Le soleil levant dardait sur la fenêtre de ma chambre, et, le rideau tiré, venait m’éveiller dans mon lit. J’ouvrais les yeux, j’allongeais la main sur mon crayon et je me mettais à travailler.

À dix heures, la mère Oseraie nous prévenait que nous étions servis ; à onze, je prenais mon fusil, et j’allais tuer trois ou quatre bécassines ; à deux, je me remettais au travail jusqu’à quatre ; à quatre, j’allais nager jusqu’à cinq, à cinq heures et demie, le dîner nous attendait ; de sept heures à neuf heures, nous allions nous promener sur la plage ; à neuf heures, le travail recommençait jusqu’à onze heures ou minuit.

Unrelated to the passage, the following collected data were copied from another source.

// Copyright (C) 2025 SyncMyOrders Sp. z o.o.
// SPDX-License-Identifier: AGPL-3.0-or-later
//! Tributary Core - Durable Function Execution Engine
//!
//! This crate takes events, matches them against registered functions and
//! drives each function through a sequence of steps by calling its SDK over
//! HTTP. Progress survives restarts, retries, cancellations and long waits
//! for external events.
//!
//! # Architecture
//!
//! ```text
//! ┌──────────────┐    events     ┌──────────┐   StartRun/ContinueRun   ┌───────┐
//! │  HTTP API    │──────────────►│  Runner  │─────────────────────────►│ Queue │
//! └──────────────┘               └────┬─────┘                          └───┬───┘
//!                                     │ resume                             │ lease
//!                                     ▼                                    ▼
//!                             ┌──────────────┐   pauses      ┌──────────────────┐
//!                             │ PauseManager │◄──────────────│     Executor     │
//!                             └──────┬───────┘               └────┬────────┬────┘
//!                                    │ match                      │        │
//!                                    ▼                            ▼        ▼
//!                           ┌────────────────┐           ┌──────────┐ ┌─────────┐
//!                           │  Expressions   │           │ Drivers  │ │  State  │
//!                           └────────────────┘           └────┬─────┘ └─────────┘
//!                                                             │ signed POST
//!                                                             ▼
//!                                                        user's SDK
//! ```
//!
//! # Step Protocol
//!
//! Every step invocation POSTs the run context to the SDK. The SDK answers:
//!
//! | Status | Meaning |
//! |--------|---------|
//! | `200` | The function returned; the body is its output |
//! | `206` | A list of opcodes: steps ran, errored, were planned, or wait |
//! | `201` | A streamed response wrapping one of the above |
//! | other | An error, retried per status, headers and SDK version |
//!
//! # Run Status State Machine
//!
//! ```text
//!   ┌───────────┐  start   ┌─────────┐  pause   ┌────────┐
//!   │ SCHEDULED │─────────►│ RUNNING │◄────────►│ PAUSED │
//!   └─────┬─────┘          └────┬────┘  resume  └───┬────┘
//!         │                     │                   │
//!         └─────────┬───────────┴─────────┬─────────┘
//!                   ▼                     ▼
//!      ┌───────────┬────────┐      ┌───────────┐
//!      │ COMPLETED │ FAILED │      │ CANCELLED │
//!      └───────────┴────────┘      └───────────┘
//! ```
//!
//! Terminal statuses are final.
//!
//! # Modules
//!
//! - [`runner`]: event intake, run scheduling, invokes, crons, cancellation
//! - [`executor`]: one step of one run per queue item
//! - [`state`]: durable run state and pauses, in memory or SQLite
//! - [`pauses`]: pause creation, matching, consumption and timeouts
//! - [`driver`]: SDK drivers (HTTP, mock) and response normalization
//! - [`expressions`]: guard and match expression language
//! - [`opcode`]: SDK opcodes and user errors
//! - [`queue`]: queue abstraction and the in-process queue
//! - [`runtime`]: embeddable runtime with worker pool and background tasks
//! - [`config`]: configuration from environment variables

pub mod config;
pub mod driver;
pub mod duration;
pub mod error;
pub mod event;
pub mod executor;
pub mod expressions;
pub mod function;
pub mod ids;
pub mod lifecycle;
pub mod migrations;
pub mod opcode;
pub mod pauses;
pub mod queue;
pub mod runner;
pub mod runtime;
pub mod state;

#[cfg(feature = "server")]
pub mod api;

pub use error::{CoreError, Result};
pub use event::Event;
pub use function::{FunctionDefinition, FunctionRegistry};
pub use ids::{FunctionId, PauseId, RunId, TenantId};
pub use runtime::{EngineRuntime, EngineRuntimeBuilder};
pub use state::{MemoryStateStore, RunStatus, SqliteStateStore, StateStore};
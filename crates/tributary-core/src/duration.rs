// Copyright (C) 2025 SyncMyOrders Sp. z o.o.
// SPDX-License-Identifier: AGPL-3.0-or-later
//! Human duration strings: `500ms`, `2s`, `1h30m`, `1.5d`, `2w`.

use std::time::Duration;

use chrono::{DateTime, Utc};

/// Duration string failures.
#[derive(Debug, Clone, PartialEq, Eq, thiserror::Error)]
pub enum DurationError {
    #[error("empty duration")]
    Empty,
    #[error("invalid duration '{0}'")]
    Invalid(String),
    #[error("unknown unit '{unit}' in duration '{input}'")]
    UnknownUnit { input: String, unit: String },
}

fn unit_nanos(unit: &str) -> Option<f64> {
    Some(match unit {
        "ns" => 1.0,
        "us" | "µs" => 1e3,
        "ms" => 1e6,
        "s" => 1e9,
        "m" => 60.0 * 1e9,
        "h" => 3600.0 * 1e9,
        "d" => 86_400.0 * 1e9,
        "w" => 7.0 * 86_400.0 * 1e9,
        _ => return None,
    })
}

/// Parse a possibly compound duration. Every number needs a unit, except a bare `0`.
pub fn parse_duration(input: &str) -> Result<Duration, DurationError> {
    let s = input.trim();
    if s.is_empty() {
        return Err(DurationError::Empty);
    }
    if s == "0" {
        return Ok(Duration::ZERO);
    }

    let mut total = 0f64;
    let mut rest = s;
    while !rest.is_empty() {
        let num_len = rest
            .find(|c: char| !(c.is_ascii_digit() || c == '.'))
            .unwrap_or(rest.len());
        if num_len == 0 {
            return Err(DurationError::Invalid(input.to_string()));
        }
        let value: f64 = rest[..num_len]
            .parse()
            .map_err(|_| DurationError::Invalid(input.to_string()))?;
        rest = &rest[num_len..];

        let unit_len = rest
            .find(|c: char| c.is_ascii_digit() || c == '.')
            .unwrap_or(rest.len());
        let unit = &rest[..unit_len];
        if unit.is_empty() {
            return Err(DurationError::Invalid(input.to_string()));
        }
        let nanos = unit_nanos(unit).ok_or_else(|| DurationError::UnknownUnit {
            input: input.to_string(),
            unit: unit.to_string(),
        })?;
        total += value * nanos;
        rest = &rest[unit_len..];
    }

    if !total.is_finite() || total > u64::MAX as f64 {
        return Err(DurationError::Invalid(input.to_string()));
    }
    Ok(Duration::from_nanos(total as u64))
}

/// Parse `input` as an absolute instant, for "sleep until" values.
///
/// Only strings of at least ten characters are considered.
pub fn parse_instant(input: &str) -> Option<DateTime<Utc>> {
    let s = input.trim();
    if s.len() < 10 {
        return None;
    }
    DateTime::parse_from_rfc3339(s)
        .or_else(|_| DateTime::parse_from_rfc2822(s))
        .map(|t| t.with_timezone(&Utc))
        .ok()
        .or_else(|| {
            chrono::NaiveDate::parse_from_str(s, "%Y-%m-%d")
                .ok()
                .and_then(|d| d.and_hms_opt(0, 0, 0))
                .map(|dt| dt.and_utc())
        })
}

/// Render a duration compactly, for logs and wire values.
pub fn format_duration(d: Duration) -> String {
    if d.subsec_nanos() == 0 {
        format!("{}s", d.as_secs())
    } else {
        format!("{}ms", d.as_millis())
    }
}

#[cfg(test)]
mod tests {
    use super::*;

    #[test]
    fn test_simple_units() {
        assert_eq!(parse_duration("2s"), Ok(Duration::from_secs(2)));
        assert_eq!(parse_duration("500ms"), Ok(Duration::from_millis(500)));
        assert_eq!(parse_duration("10m"), Ok(Duration::from_secs(600)));
        assert_eq!(parse_duration("1d"), Ok(Duration::from_secs(86_400)));
        assert_eq!(parse_duration("2w"), Ok(Duration::from_secs(14 * 86_400)));
        assert_eq!(parse_duration("0"), Ok(Duration::ZERO));
    }

    #[test]
    fn test_compound_and_fractional() {
        assert_eq!(parse_duration("1h30m"), Ok(Duration::from_secs(5400)));
        assert_eq!(parse_duration("1.5h"), Ok(Duration::from_secs(5400)));
        assert_eq!(parse_duration("1m30s250ms"), Ok(Duration::from_millis(90_250)));
    }

    #[test]
    fn test_rejections() {
        assert_eq!(parse_duration(""), Err(DurationError::Empty));
        assert!(matches!(parse_duration("10"), Err(DurationError::Invalid(_))));
        assert!(matches!(parse_duration("s"), Err(DurationError::Invalid(_))));
        assert!(matches!(
            parse_duration("3y"),
            Err(DurationError::UnknownUnit { unit, .. }) if unit == "y"
        ));
    }

    #[test]
    fn test_parse_instant() {
        let at = parse_instant("2030-01-02T03:04:05Z").unwrap();
        assert_eq!(at.timestamp(), 1_893_553_445);
        assert!(parse_instant("2030-01-02").is_some());
        assert!(parse_instant("1h30m").is_none());
        assert!(parse_instant("not a timestamp at all").is_none());
    }

    #[test]
    fn test_format_duration() {
        assert_eq!(format_duration(Duration::from_secs(10)), "10s");
        assert_eq!(format_duration(Duration::from_millis(1500)), "1500ms");
    }
}
//! # Communications interface crate.
//!
//! Provides the wire contract shared by the actuation node and its remote controller: the fixed
//! layout state frame, its integrity protocol, the command identifiers carried inside it, and the
//! datagram transport that moves it.

// ------------------------------------------------------------------------------------------------
// MODULES
// ------------------------------------------------------------------------------------------------

/// The fixed layout state frame exchanged every cycle
pub mod frame;

/// Sequence counter validation
pub mod seq;

/// Command identifiers carried in the frame's master slot
pub mod cmd;

/// Status bitfield and channel fault codes
pub mod status;

/// Datagram transport
pub mod net;

// ------------------------------------------------------------------------------------------------
// EXPORTS
// ------------------------------------------------------------------------------------------------

pub use frame::{WireFrame, FrameError, FRAME_LEN, FRAME_BYTES};
pub use seq::{SequenceTracker, SeqOutcome};
pub use cmd::{MasterCommand, SettingsSlot};
pub use status::{StatusBits, FaultCode};
pub use net::{FrameTransport, TransportError, UdpTransport, SocketOptions};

Charles VII avançait de cent vers par jour.

Si perdu que fût Trouville, il y venait, cependant, quelques baigneurs normands, vendéens ou bretons.

Du nombre fut une charmante femme accompagnée de son mari et de son fils ; je ne me rappelle plus d’elle que son nom et son visage : c’était une physionnomie gracieuse et avenante, avec une légère teinte d’aristocratie ; on la nommait madame de la Garenne.

Dès le jour de son arrivée, et lorsqu’elle sut que j’habitais l’hôtel, elle aborda franchement la question de voisinage en m’envoyant son album. Je venais d’achever la grande scène du troisième acte entre le comte de Savoisy et Charles VII ; je la lui copiai toute chaude de mon acouchement.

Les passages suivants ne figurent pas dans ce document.